[Extracted data entries]
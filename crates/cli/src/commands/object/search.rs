//! object search - Find objects by header values
//!
//! Positional arguments are `key value` pairs matched as regular
//! expressions; `--root` and `--sg` restrict results to root objects and
//! storage groups.

use clap::Args;
use comfy_table::{Table, presets};
use serde::Serialize;

use ocli_core::object::{ROOT_OBJECT_KEY, STORAGE_GROUP_KEY};
use ocli_core::{Address, ContainerId, SearchQuery};

use crate::commands::Context;
use crate::exit_code::ExitCode;

/// Search objects
#[derive(Args, Debug)]
pub struct SearchArgs {
    /// Container ID (hex)
    #[arg(long)]
    pub cid: String,

    /// Only root objects
    #[arg(long)]
    pub root: bool,

    /// Only storage groups
    #[arg(long)]
    pub sg: bool,

    /// Header filters as alternating key and value
    #[arg(value_name = "KEY VALUE")]
    pub filters: Vec<String>,
}

impl SearchArgs {
    fn query(&self) -> ocli_core::Result<SearchQuery> {
        let mut query = SearchQuery::from_pairs(&self.filters)?;
        if self.root {
            query = query.with_flag(ROOT_OBJECT_KEY);
        }
        if self.sg {
            query = query.with_flag(STORAGE_GROUP_KEY);
        }
        Ok(query)
    }
}

#[derive(Debug, Serialize)]
struct SearchOutput {
    container: String,
    objects: Vec<String>,
    count: usize,
}

impl SearchOutput {
    fn new(container: &ContainerId, addresses: &[Address]) -> Self {
        let objects: Vec<String> = addresses.iter().map(|a| a.object.to_string()).collect();
        Self {
            container: container.to_string(),
            count: objects.len(),
            objects,
        }
    }
}

/// Execute the search command
pub async fn execute(args: SearchArgs, ctx: &Context) -> ExitCode {
    let formatter = ctx.formatter();

    let container: ContainerId = match args.cid.parse() {
        Ok(c) => c,
        Err(e) => return crate::commands::fail(&formatter, "Invalid container", &e),
    };
    let query = match args.query() {
        Ok(q) => q,
        Err(e) => return crate::commands::fail(&formatter, "Invalid query", &e),
    };

    let (client, _) = match ctx.client().await {
        Ok(c) => c,
        Err(e) => return crate::commands::fail(&formatter, "Invalid settings", &e),
    };

    let addresses = match client.search(&container, query, &ctx.cancel).await {
        Ok(a) => a,
        Err(e) => return crate::commands::fail(&formatter, "Search failed", &e),
    };

    let output = SearchOutput::new(&container, &addresses);
    if formatter.is_json() {
        formatter.json(&output);
    } else {
        let mut table = Table::new();
        table.load_preset(presets::NOTHING);
        table.set_header(vec!["Object ID"]);
        for object in &output.objects {
            table.add_row(vec![object.as_str()]);
        }
        formatter.println(&format!("Found {} objects", output.count));
        if output.count > 0 {
            formatter.println(&table.to_string());
        }
    }
    ExitCode::Success
}
impl<K: Connector, I: Identity> ObjectClient<K, I> {
    pub fn new(connector: K, identity: I) -> Self {
        Self {
            connector,
            identity,
        }
    }

    pub fn identity(&self) -> &I {
        &self.identity
    }

    pub fn endpoint(&self) -> String {
        self.connector.endpoint()
    }

    /// Header for a new object owned by this client's identity
    pub fn object_header(
        &self,
        id: ObjectId,
        container: ContainerId,
        payload_length: u64,
        headers: impl IntoIterator<Item = Header>,
    ) -> ObjectHeader {
        ObjectHeader::new(id, self.identity.owner_id(), container, payload_length)
            .with_headers(headers)
    }

    async fn open(&self, cancel: &CancellationToken) -> std::result::Result<K::Channel, TransferError> {
        transport::connect(&self.connector, cancel)
            .await
            .map_err(TransferError::interrupted(TransferStage::Connect))
    }

    /// Negotiate a session token on a dedicated channel
    pub async fn negotiate(
        &self,
        request: SessionRequest,
        cancel: &CancellationToken,
    ) -> Result<Token> {
        let mut channel = transport::connect(&self.connector, cancel)
            .await
            .map_err(|interrupt| match interrupt {
                Interrupt::Canceled => HandshakeError::Canceled,
                Interrupt::Transport(source) => HandshakeError::Transport {
                    stage: HandshakeStage::SendInit,
                    source,
                },
            })?;
        Ok(session::negotiate(&mut channel, &self.identity, request, cancel).await?)
    }

    /// Upload one object under `token`, then optionally check the stored
    /// payload hash against the one accumulated while streaming.
    #[allow(clippy::too_many_arguments)]
    pub async fn upload<R>(
        &self,
        token: &Token,
        header: ObjectHeader,
        reader: &mut R,
        options: &UploadOptions,
        verify: bool,
        observer: &dyn TransferObserver,
        cancel: &CancellationToken,
    ) -> Result<UploadReport>
    where
        R: AsyncRead + Unpin + ?Sized,
    {
        let options = UploadOptions {
            hash: options.hash || verify,
            ..*options
        };
        let mut channel = self.open(cancel).await?;
        let outcome =
            transfer::upload(&mut channel, token, header, reader, &options, observer, cancel)
                .await?;

        let verification = match (verify, outcome.payload_hash) {
            (true, Some(local)) => Some(match self.open(cancel).await {
                Ok(mut channel) => {
                    verify::check_upload(
                        &mut channel,
                        &outcome.address,
                        outcome.bytes_sent,
                        local,
                        cancel,
                    )
                    .await
                }
                Err(e) => Verification {
                    valid: false,
                    remote: None,
                    local: Some(local),
                    message: Some(format!("can't verify: {e}")),
                },
            }),
            _ => None,
        };

        Ok(UploadReport {
            address: outcome.address,
            bytes_sent: outcome.bytes_sent,
            chunks: outcome.chunks,
            payload_hash: outcome.payload_hash,
            verification,
        })
    }

    /// Download one object into `writer`
    pub async fn download<W>(
        &self,
        token: &Token,
        address: &Address,
        writer: &mut W,
        observer: &dyn TransferObserver,
        cancel: &CancellationToken,
    ) -> Result<DownloadOutcome>
    where
        W: AsyncWrite + Unpin + ?Sized,
    {
        let mut channel = self.open(cancel).await?;
        Ok(transfer::download(&mut channel, token, address, writer, observer, cancel).await?)
    }

    /// Store a header-only storage group object linking `members`.
    ///
    /// The token must authorize `Put` on `id`.
    pub async fn put_storage_group(
        &self,
        token: &Token,
        id: ObjectId,
        container: ContainerId,
        members: &[ObjectId],
        cancel: &CancellationToken,
    ) -> Result<Address> {
        let headers = object::storage_group_headers(members)?;
        let header = self.object_header(id, container, 0, headers);
        let options = UploadOptions {
            hash: false,
            ..Default::default()
        };
        let mut channel = self.open(cancel).await?;
        let outcome = transfer::upload(
            &mut channel,
            token,
            header,
            &mut tokio::io::empty(),
            &options,
            &(),
            cancel,
        )
        .await?;
        tracing::debug!(address = %outcome.address, members = members.len(), "Storage group stored");
        Ok(outcome.address)
    }

    /// Remove an object; the token must authorize `Delete` on it
    pub async fn delete(
        &self,
        token: &Token,
        address: &Address,
        cancel: &CancellationToken,
    ) -> Result<()> {
        token.authorize(Verb::Delete, &address.object)?;
        let request = Message::DeleteRequest {
            address: *address,
            owner: self.identity.owner_id(),
            token: token.clone(),
        };
        match self.exchange(request, cancel).await? {
            Message::DeleteResult => {
                tracing::debug!(%address, "Object deleted");
                Ok(())
            }
            other => Err(unexpected(other).into()),
        }
    }

    /// Fetch an object header
    pub async fn head(
        &self,
        address: &Address,
        full_headers: bool,
        cancel: &CancellationToken,
    ) -> Result<ObjectHeader> {
        let request = Message::HeadRequest {
            address: *address,
            full_headers,
        };
        match self.exchange(request, cancel).await? {
            Message::HeadResult { header } => Ok(header),
            other => Err(unexpected(other).into()),
        }
    }

    /// Find object addresses in a container matching `query`
    pub async fn search(
        &self,
        container: &ContainerId,
        query: SearchQuery,
        cancel: &CancellationToken,
    ) -> Result<Vec<Address>> {
        let request = Message::SearchRequest {
            container: *container,
            query,
        };
        match self.exchange(request, cancel).await? {
            Message::SearchResult { addresses } => Ok(addresses),
            other => Err(unexpected(other).into()),
        }
    }

    /// Fetch payload fragments, one per range, in request order
    pub async fn get_ranges(
        &self,
        address: &Address,
        ranges: &[Range],
        cancel: &CancellationToken,
    ) -> Result<Vec<Vec<u8>>> {
        let request = Message::RangeRequest {
            address: *address,
            ranges: ranges.to_vec(),
        };
        match self.exchange(request, cancel).await? {
            Message::RangeResult { fragments } => Ok(fragments),
            other => Err(unexpected(other).into()),
        }
    }

    /// Remote homomorphic hashes of salted ranges
    pub async fn range_hashes(
        &self,
        token: Option<&Token>,
        address: &Address,
        ranges: &[Range],
        salt: &[u8],
        cancel: &CancellationToken,
    ) -> Result<Vec<Hash>> {
        let mut channel = self.open(cancel).await?;
        Ok(verify::range_hashes(&mut channel, token, address, ranges, salt, cancel).await?)
    }

    /// Compare the remote hashes of salted ranges with a local copy, using
    /// a single range hash request
    pub async fn verify_ranges<R>(
        &self,
        token: Option<&Token>,
        address: &Address,
        ranges: &[Range],
        salt: &[u8],
        local: &mut R,
        cancel: &CancellationToken,
    ) -> Result<Vec<Verification>>
    where
        R: AsyncRead + AsyncSeek + Unpin + ?Sized,
    {
        let mut channel = self.open(cancel).await?;
        Ok(verify::verify_ranges(&mut channel, token, address, ranges, salt, local, cancel).await?)
    }

    /// One request, one reply, on a fresh channel
    async fn exchange(
        &self,
        request: Message,
        cancel: &CancellationToken,
    ) -> std::result::Result<Message, TransferError> {
        let mut channel = self.open(cancel).await?;
        let kind = request.kind();
        tracing::debug!(request = kind, endpoint = %self.connector.endpoint(), "Sending request");

        let result = async {
            transport::send(&mut channel, request, cancel)
                .await
                .map_err(TransferError::interrupted(TransferStage::SendRequest))?;
            transport::recv(&mut channel, cancel)
                .await
                .map_err(TransferError::interrupted(TransferStage::Receive))?
                .ok_or(TransferError::Stream {
                    stage: TransferStage::Receive,
                    source: TransportError::Closed,
                })
        }
        .await;
        let _ = channel.close().await;
        result
    }
}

#### Work to be completed:
Find each line in the records above that contains "SearchOutput", and copy it.

#### Reply to the exercise:
struct SearchOutput {
impl SearchOutput {
    let output = SearchOutput::new(&container, &addresses);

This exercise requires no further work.